6 Simple Self-Care Practices to Beat Study Stress

26 October 2021

Being a student is truly one of the most difficult jobs. Juggling studies, a busy social life, and filling most free moments with extracurriculars leads to chronic stress. Top that with upcoming exams and awaiting results for the term, and you can say hello to the potential of total burnout at a time when you need the most energy.
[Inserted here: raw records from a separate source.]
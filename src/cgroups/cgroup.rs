//! A single controller directory and its parameter files.

use std::fs::File;
use std::io::{BufRead, BufReader};
use std::path::{Path, PathBuf};

use tracing::trace;

use super::error::CgroupError;

/// Directory holding one controller's parameter files, e.g.
/// `/sys/fs/cgroup/cpu,cpuacct/docker/abc`.
#[derive(Debug, Clone, PartialEq, Eq)]
pub struct CGroup {
    path: PathBuf,
}

impl CGroup {
    pub fn new(path: impl Into<PathBuf>) -> Self {
        Self { path: path.into() }
    }

    pub fn path(&self) -> &Path {
        &self.path
    }

    /// Absolute path of a parameter file in this cgroup.
    pub fn param_path(&self, param: &str) -> PathBuf {
        self.path.join(param)
    }

    /// Read the first line of a parameter file, without trimming.
    pub fn read_first_line(&self, param: &str) -> Result<String, CgroupError> {
        read_first_line(&self.param_path(param))
    }

    /// Read a parameter file whose first line is a base-10 integer.
    pub fn read_int(&self, param: &str) -> Result<i64, CgroupError> {
        let text = self.read_first_line(param)?;
        let value = text
            .parse()
            .map_err(|e| CgroupError::parse_int(&text, e))?;
        trace!("cgroup {}: {}", self.param_path(param).display(), value);
        Ok(value)
    }
}

/// Read the first line of `path`. An empty file is [`CgroupError::UnexpectedEof`].
pub(crate) fn read_first_line(path: &Path) -> Result<String, CgroupError> {
    let file = File::open(path).map_err(|e| CgroupError::io(path, e))?;

    let mut line = String::new();
    let read = BufReader::new(file)
        .read_line(&mut line)
        .map_err(|e| CgroupError::io(path, e))?;
    if read == 0 {
        return Err(CgroupError::UnexpectedEof {
            path: path.to_path_buf(),
        });
    }

    if line.ends_with('\n') {
        line.pop();
        if line.ends_with('\r') {
            line.pop();
        }
    }
    Ok(line)
}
While students often sacrifice wellbeing to cram for exams, putting yourself first is one of the best things you can do when feeling stressed. Practicing self-care helps you to feel good, making it easier to stay focused, motivated, and tackle your studies with a clear mind. Here are six simple self-care practices to beat that inevitable study stress and boost your overall wellbeing.

Log out of social media.

Our phones are filled to the brim with apps like Instagram, Facebook, TikTok, and Whatsapp. With every ‘like’ or new follower, we get little hits of dopamine that leave us wanting more, and before we know it, we’ve fallen into the trap of mindless scrolling. Social media is addictive. It tricks our brains into feeling connected, while in reality, it closes us off from seeking human connection in real life. No wonder we feel more isolated, lonely, stressed, and anxious when our heads are stuck in our phones! Log out, or delete the apps altogether, and find other healthier habits if you need a distraction from your studies.

Move your body.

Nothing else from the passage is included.